With `deck` and `fair` we can assume MCAR but with `age` it appears to have association with other features.  But for the purposes of the demo we are going to assume it to also be MCAR.

With `deck` the conversion to catagorical has already imputed the nulls with the new catagorical value <NA> therefore we do not need to do anything. 

In [15]:
df['deck'].value_counts()

<NA>    1014
C         94
B         65
D         46
E         41
A         22
F         21
G          5
T          1
Name: deck, dtype: int64

With `fare`  we chose a random number whereby this number is more likely to fall within a populated area and preserves the distribution of the data. This works particulary well with the small amount of missing data. 

In [16]:
df['fare'] = wr.tools.correlate_missing(df, header='fare', method='random', column_name='fare')

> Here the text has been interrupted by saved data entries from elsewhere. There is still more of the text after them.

//! Database operations for the append-only `search_cache` table.

use chrono::{DateTime, Utc};
use rust_decimal::Decimal;
use sqlx::PgPool;
use uuid::Uuid;

use crate::DbError;

/// A row from the `search_cache` table.
#[derive(Debug, Clone, sqlx::FromRow)]
pub struct SearchCacheRow {
    pub id: i64,
    pub public_id: Uuid,
    pub latitude: f64,
    pub longitude: f64,
    pub radius_km: f64,
    pub spot_type: Option<String>,
    pub max_price: Option<Decimal>,
    pub privilege: String,
    /// Full ranked result set, before the response cap.
    pub results: serde_json::Value,
    pub total_matched: i64,
    pub providers: serde_json::Value,
    pub cached_at: DateTime<Utc>,
}

/// Values for a new `search_cache` row.
#[derive(Debug, Clone)]
pub struct NewSearchCacheEntry {
    pub latitude: f64,
    pub longitude: f64,
    pub radius_km: f64,
    pub spot_type: Option<String>,
    pub max_price: Option<Decimal>,
    pub privilege: String,
    pub results: serde_json::Value,
    pub total_matched: i64,
    pub providers: serde_json::Value,
    pub cached_at: DateTime<Utc>,
}

/// Appends one search to the cache and returns its `id`.
///
/// # Errors
///
/// Returns [`DbError::Sqlx`] if the insert fails.
pub async fn insert_search_cache(
    pool: &PgPool,
    entry: &NewSearchCacheEntry,
) -> Result<i64, DbError> {
    let id = sqlx::query_scalar::<_, i64>(
        "INSERT INTO search_cache \
           (public_id, latitude, longitude, radius_km, spot_type, max_price, privilege, \
            results, total_matched, providers, cached_at) \
         VALUES ($1, $2, $3, $4, $5, $6, $7, $8, $9, $10, $11) \
         RETURNING id",
    )
    .bind(Uuid::new_v4())
    .bind(entry.latitude)
    .bind(entry.longitude)
    .bind(entry.radius_km)
    .bind(entry.spot_type.as_deref())
    .bind(entry.max_price)
    .bind(&entry.privilege)
    .bind(&entry.results)
    .bind(entry.total_matched)
    .bind(&entry.providers)
    .bind(entry.cached_at)
    .fetch_one(pool)
    .await?;

    Ok(id)
}

/// Total number of cached searches.
///
/// # Errors
///
/// Returns [`DbError::Sqlx`] if the query fails.
pub async fn count_search_cache(pool: &PgPool) -> Result<i64, DbError> {
    let count = sqlx::query_scalar::<_, i64>("SELECT COUNT(*) FROM search_cache")
        .fetch_one(pool)
        .await?;
    Ok(count)
}

/// Most recent searches, newest first.
///
/// # Errors
///
/// Returns [`DbError::Sqlx`] if the query fails.
pub async fn list_recent_search_cache(
    pool: &PgPool,
    limit: i64,
) -> Result<Vec<SearchCacheRow>, DbError> {
    let rows = sqlx::query_as::<_, SearchCacheRow>(
        "SELECT id, public_id, latitude, longitude, radius_km, spot_type, max_price, \
                privilege, results, total_matched, providers, cached_at \
         FROM search_cache \
         ORDER BY cached_at DESC, id DESC \
         LIMIT $1",
    )
    .bind(limit.max(0))
    .fetch_all(pool)
    .await?;

    Ok(rows)
}

/// Deletes entries cached strictly before `older_than`. Returns the number
/// of rows removed.
///
/// # Errors
///
/// Returns [`DbError::Sqlx`] if the delete fails.
pub async fn prune_search_cache(pool: &PgPool, older_than: DateTime<Utc>) -> Result<u64, DbError> {
    let result = sqlx::query("DELETE FROM search_cache WHERE cached_at < $1")
        .bind(older_than)
        .execute(pool)
        .await?;

    Ok(result.rows_affected())
}
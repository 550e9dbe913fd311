//! Background job scheduler.
//!
//! Initialises a [`JobScheduler`] at server startup and registers the daily
//! `search_cache` retention job.

use chrono::{DateTime, Duration, Utc};
use sqlx::PgPool;
use tokio_cron_scheduler::{Job, JobScheduler, JobSchedulerError};

/// Builds and starts the background job scheduler.
///
/// Returns the running [`JobScheduler`] handle, which must be kept alive
/// for the lifetime of the process. Dropping it shuts down all jobs.
///
/// # Errors
///
/// Returns [`JobSchedulerError`] if the scheduler cannot be initialised,
/// a job cannot be registered, or the scheduler fails to start.
pub async fn build_scheduler(
    pool: PgPool,
    retention_days: u32,
) -> Result<JobScheduler, JobSchedulerError> {
    let scheduler = JobScheduler::new().await?;

    register_cache_prune_job(&scheduler, pool, retention_days).await?;

    scheduler.start().await?;
    Ok(scheduler)
}

/// Register a daily `search_cache` prune at 03:30 UTC (`0 30 3 * * *`).
async fn register_cache_prune_job(
    scheduler: &JobScheduler,
    pool: PgPool,
    retention_days: u32,
) -> Result<(), JobSchedulerError> {
    let job = Job::new_async("0 30 3 * * *", move |_uuid, _lock| {
        let pool = pool.clone();

        Box::pin(async move {
            let cutoff = retention_cutoff(Utc::now(), retention_days);
            match parkon_db::prune_search_cache(&pool, cutoff).await {
                Ok(removed) => {
                    tracing::info!(removed, %cutoff, "scheduler: pruned search cache");
                }
                Err(e) => {
                    tracing::error!(error = %e, "scheduler: search cache prune failed");
                }
            }
        })
    })?;

    scheduler.add(job).await?;
    Ok(())
}

/// Entries cached before this instant are past retention.
pub fn retention_cutoff(now: DateTime<Utc>, retention_days: u32) -> DateTime<Utc> {
    now - Duration::days(i64::from(retention_days))
}
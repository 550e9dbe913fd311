//! Transport for London car park feed.

use std::time::Duration;

use parkon_core::{AppConfig, CallerPrivilege, Candidate};
use reqwest::Client;

use super::tfl_parse::{normalize_record, substitute_candidates};
use super::{FetchOutcome, ProviderBatch, ProviderKind};
use crate::chain::first_success;
use crate::error::ProviderError;
use crate::fetch::{build_client, get_json, JsonResponse};

/// Endpoints tried in order until one yields usable records.
pub const TFL_ENDPOINTS: [&str; 2] = ["/Occupancy/CarPark", "/Place/Type/CarPark"];

#[derive(Debug, Clone)]
pub struct TflSettings {
    pub base_url: String,
    pub api_key: Option<String>,
    /// Timeout applied to each HTTP request.
    pub request_timeout: Duration,
    /// Bound on the whole adapter run, across all endpoints.
    pub deadline: Duration,
    pub user_agent: String,
}

impl TflSettings {
    #[must_use]
    pub fn from_app_config(config: &AppConfig) -> Self {
        Self {
            base_url: config.tfl_base_url.clone(),
            api_key: config.tfl_api_key.clone(),
            request_timeout: Duration::from_secs(config.provider_timeout_secs),
            deadline: Duration::from_secs(config.provider_deadline_secs),
            user_agent: config.user_agent.clone(),
        }
    }
}

/// Client for the TfL car park endpoints.
///
/// [`TflClient::fetch`] never fails: when every endpoint is unusable or the
/// deadline passes, the fixed station car park list is returned instead.
pub struct TflClient {
    client: Client,
    base_url: String,
    api_key: Option<String>,
    deadline: Duration,
}

impl TflClient {
    /// # Errors
    ///
    /// Returns [`ProviderError::Http`] if the underlying `reqwest::Client`
    /// cannot be constructed.
    pub fn new(settings: &TflSettings) -> Result<Self, ProviderError> {
        Ok(Self {
            client: build_client(settings.request_timeout, &settings.user_agent)?,
            base_url: settings.base_url.trim_end_matches('/').to_string(),
            api_key: settings.api_key.clone(),
            deadline: settings.deadline,
        })
    }

    pub async fn fetch(&self, privilege: CallerPrivilege) -> ProviderBatch {
        let result = tokio::time::timeout(self.deadline, self.fetch_live(privilege))
            .await
            .unwrap_or_else(|_| {
                Err(ProviderError::DeadlineExceeded {
                    millis: self.deadline.as_millis(),
                })
            });

        match result {
            Ok((endpoint, candidates)) => {
                tracing::debug!(endpoint, count = candidates.len(), "tfl live feed used");
                ProviderBatch {
                    provider: ProviderKind::Tfl,
                    candidates,
                    outcome: FetchOutcome::Live {
                        endpoint: endpoint.to_string(),
                    },
                }
            }
            Err(err) => {
                tracing::warn!(error = %err, "tfl feed unavailable; serving substitute car parks");
                ProviderBatch {
                    provider: ProviderKind::Tfl,
                    candidates: substitute_candidates(),
                    outcome: FetchOutcome::Substitute {
                        reason: err.to_string(),
                    },
                }
            }
        }
    }

    async fn fetch_live(
        &self,
        privilege: CallerPrivilege,
    ) -> Result<(&'static str, Vec<Candidate>), ProviderError> {
        let expose_occupancy = privilege.sees_live_occupancy();
        first_success(&TFL_ENDPOINTS, |endpoint| {
            self.fetch_endpoint(endpoint, expose_occupancy)
        })
        .await
    }

    async fn fetch_endpoint(
        &self,
        endpoint: &str,
        expose_occupancy: bool,
    ) -> Result<Vec<Candidate>, ProviderError> {
        let url = format!("{}{endpoint}", self.base_url);
        let query: Vec<(&str, &str)> = self
            .api_key
            .as_deref()
            .map(|key| vec![("app_key", key)])
            .unwrap_or_default();

        let body = match get_json(&self.client, &url, &query).await? {
            JsonResponse::Found(body) => body,
            JsonResponse::NotFound => {
                return Err(ProviderError::UnexpectedStatus { status: 404, url });
            }
        };

        let Some(records) = body.as_array() else {
            return Err(ProviderError::UnexpectedShape {
                url,
                reason: "expected a JSON array".to_string(),
            });
        };

        let candidates: Vec<Candidate> = records
            .iter()
            .filter_map(|record| normalize_record(record, expose_occupancy))
            .collect();

        let skipped = records.len() - candidates.len();
        if skipped > 0 {
            tracing::debug!(url, skipped, "skipped tfl records without usable coordinates");
        }
        if candidates.is_empty() {
            return Err(ProviderError::NoUsableRecords { url });
        }
        Ok(candidates)
    }
}
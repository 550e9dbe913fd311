//! Filter & rank pipeline.
//!
//! Order of operations is fixed: radius cutoff, category filter, hourly price
//! filter, walk-time estimate, stable distance sort, then the result cap.

use thiserror::Error;

use crate::geo::distance_km;
use crate::query::{SearchQuery, SearchResult};
use crate::spot::{Candidate, RankedResult};

/// Maximum number of items returned to the caller.
pub const MAX_RESULTS: usize = 20;

/// Flat pedestrian pace used for the walk-time estimate (5 km/h).
pub const WALK_MINUTES_PER_KM: f64 = 12.0;

#[derive(Debug, Error, PartialEq)]
pub enum RankError {
    #[error("distance to candidate {id} is not a finite number")]
    NonFiniteDistance { id: String },
}

/// Filters, positions, and sorts candidates without applying the cap.
///
/// The returned list is sorted by distance ascending; candidates at the same
/// distance keep their input (aggregation) order.
///
/// # Errors
///
/// Returns [`RankError::NonFiniteDistance`] if a distance comes out as NaN or
/// infinite, which means a malformed coordinate slipped past validation.
pub fn rank_all(
    candidates: Vec<Candidate>,
    query: &SearchQuery,
) -> Result<Vec<RankedResult>, RankError> {
    let mut ranked = Vec::with_capacity(candidates.len());

    for candidate in candidates {
        let distance = distance_km(query.origin, candidate.coordinate);
        if !distance.is_finite() {
            return Err(RankError::NonFiniteDistance { id: candidate.id });
        }
        if distance > query.radius_km {
            continue;
        }
        if query.category.is_some_and(|c| c != candidate.category) {
            continue;
        }
        if query
            .max_price
            .is_some_and(|max| candidate.pricing.hourly_rate > max)
        {
            continue;
        }

        ranked.push(RankedResult {
            candidate,
            distance_km: distance,
            walk_time_mins: walk_time_mins(distance),
        });
    }

    // `sort_by` is stable, which preserves aggregation order on exact ties.
    ranked.sort_by(|a, b| a.distance_km.total_cmp(&b.distance_km));
    Ok(ranked)
}

/// Runs the full pipeline and caps the output at [`MAX_RESULTS`].
///
/// # Errors
///
/// See [`rank_all`].
pub fn rank(candidates: Vec<Candidate>, query: &SearchQuery) -> Result<SearchResult, RankError> {
    let ranked = rank_all(candidates, query)?;
    Ok(SearchResult::from_ranked(ranked, MAX_RESULTS))
}

#[allow(clippy::cast_possible_truncation, clippy::cast_sign_loss)]
fn walk_time_mins(distance: f64) -> u32 {
    (distance * WALK_MINUTES_PER_KM).round() as u32
}

#[cfg(test)]
#[path = "rank_test.rs"]
mod tests;
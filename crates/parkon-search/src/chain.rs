//! Ordered fallback over a fixed list of attempts.

use std::future::Future;

use crate::error::ProviderError;

/// Runs `attempt` for each step in order and returns the first success along
/// with the step that produced it.
///
/// Each failure is logged and the next step is tried. When every step fails
/// the last error is folded into [`ProviderError::Exhausted`].
pub(crate) async fn first_success<T, F, Fut>(
    steps: &[&'static str],
    mut attempt: F,
) -> Result<(&'static str, T), ProviderError>
where
    F: FnMut(&'static str) -> Fut,
    Fut: Future<Output = Result<T, ProviderError>>,
{
    let mut last_error: Option<ProviderError> = None;

    for &step in steps {
        match attempt(step).await {
            Ok(value) => return Ok((step, value)),
            Err(err) => {
                tracing::warn!(step, error = %err, "attempt failed; trying next");
                last_error = Some(err);
            }
        }
    }

    Err(ProviderError::Exhausted {
        last: last_error.map_or_else(|| "no steps configured".to_string(), |e| e.to_string()),
    })
}
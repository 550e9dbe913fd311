//! End-to-end search: validate, fetch, aggregate, rank, record.

use std::sync::Arc;

use chrono::Utc;
use parkon_core::{
    rank_all, AppConfig, CallerPrivilege, SearchQuery, SearchResult, SpotCategory, MAX_RESULTS,
};

use crate::aggregate::merge;
use crate::error::SearchError;
use crate::params::{parse_query, RawSearchParams};
use crate::providers::{InventoryProvider, TflClient, TflSettings};
use crate::sink::{SearchRecord, SearchSink};

/// Owns the provider clients and the analytics sink. Built once at start-up
/// and shared across requests.
pub struct SearchService {
    tfl: TflClient,
    inventory: InventoryProvider,
    sink: Arc<dyn SearchSink>,
    max_radius_km: f64,
}

impl SearchService {
    #[must_use]
    pub fn new(
        tfl: TflClient,
        inventory: InventoryProvider,
        sink: Arc<dyn SearchSink>,
        max_radius_km: f64,
    ) -> Self {
        Self {
            tfl,
            inventory,
            sink,
            max_radius_km,
        }
    }

    /// Builds the service from application config, loading the inventory
    /// catalog and constructing the HTTP client.
    ///
    /// # Errors
    ///
    /// Returns [`SearchError::Inventory`] or [`SearchError::Provider`] when
    /// set-up fails.
    pub fn from_app_config(
        config: &AppConfig,
        sink: Arc<dyn SearchSink>,
    ) -> Result<Self, SearchError> {
        let tfl = TflClient::new(&TflSettings::from_app_config(config))?;
        let inventory = InventoryProvider::load(config.inventory_path.as_deref())?;
        Ok(Self::new(tfl, inventory, sink, config.max_radius_km))
    }

    /// Validates raw parameters and runs the search.
    ///
    /// # Errors
    ///
    /// Returns [`SearchError::Validation`] for rejected input and
    /// [`SearchError::Rank`] for internal ranking failures. Provider outages
    /// never surface as errors.
    pub async fn search(
        &self,
        raw: &RawSearchParams,
        privilege: CallerPrivilege,
    ) -> Result<SearchResult, SearchError> {
        let query = parse_query(raw, privilege, self.max_radius_km)?;
        self.run(&query).await
    }

    /// Runs an already validated query.
    ///
    /// # Errors
    ///
    /// Returns [`SearchError::Rank`] if ranking fails.
    pub async fn run(&self, query: &SearchQuery) -> Result<SearchResult, SearchError> {
        let (tfl, inventory) = tokio::join!(self.tfl.fetch(query.privilege), async {
            self.inventory.fetch(query.privilege)
        });

        let aggregated = merge(vec![tfl, inventory]);
        let ranked = rank_all(aggregated.candidates, query)?;

        tracing::info!(
            latitude = query.origin.latitude,
            longitude = query.origin.longitude,
            radius_km = query.radius_km,
            category = query.category.map(SpotCategory::as_str),
            total_matched = ranked.len(),
            "search ranked"
        );

        self.sink.record(SearchRecord {
            query: query.clone(),
            results: ranked.clone(),
            total_matched: ranked.len(),
            providers: aggregated.reports,
            searched_at: Utc::now(),
        });

        Ok(SearchResult::from_ranked(ranked, MAX_RESULTS))
    }
}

Age is slightly more tricky as its null values are quite large.  In this instance we will use probability frequency, which like random values preserves the distribution of the data.  Quite often, in these cases, we can add an additional boulean column that tells us which values were generated to replace nulls.

In [17]:
df['age'] = wr.tools.correlate_missing_weighted(df, header='age', granularity=5.0, column_name='age')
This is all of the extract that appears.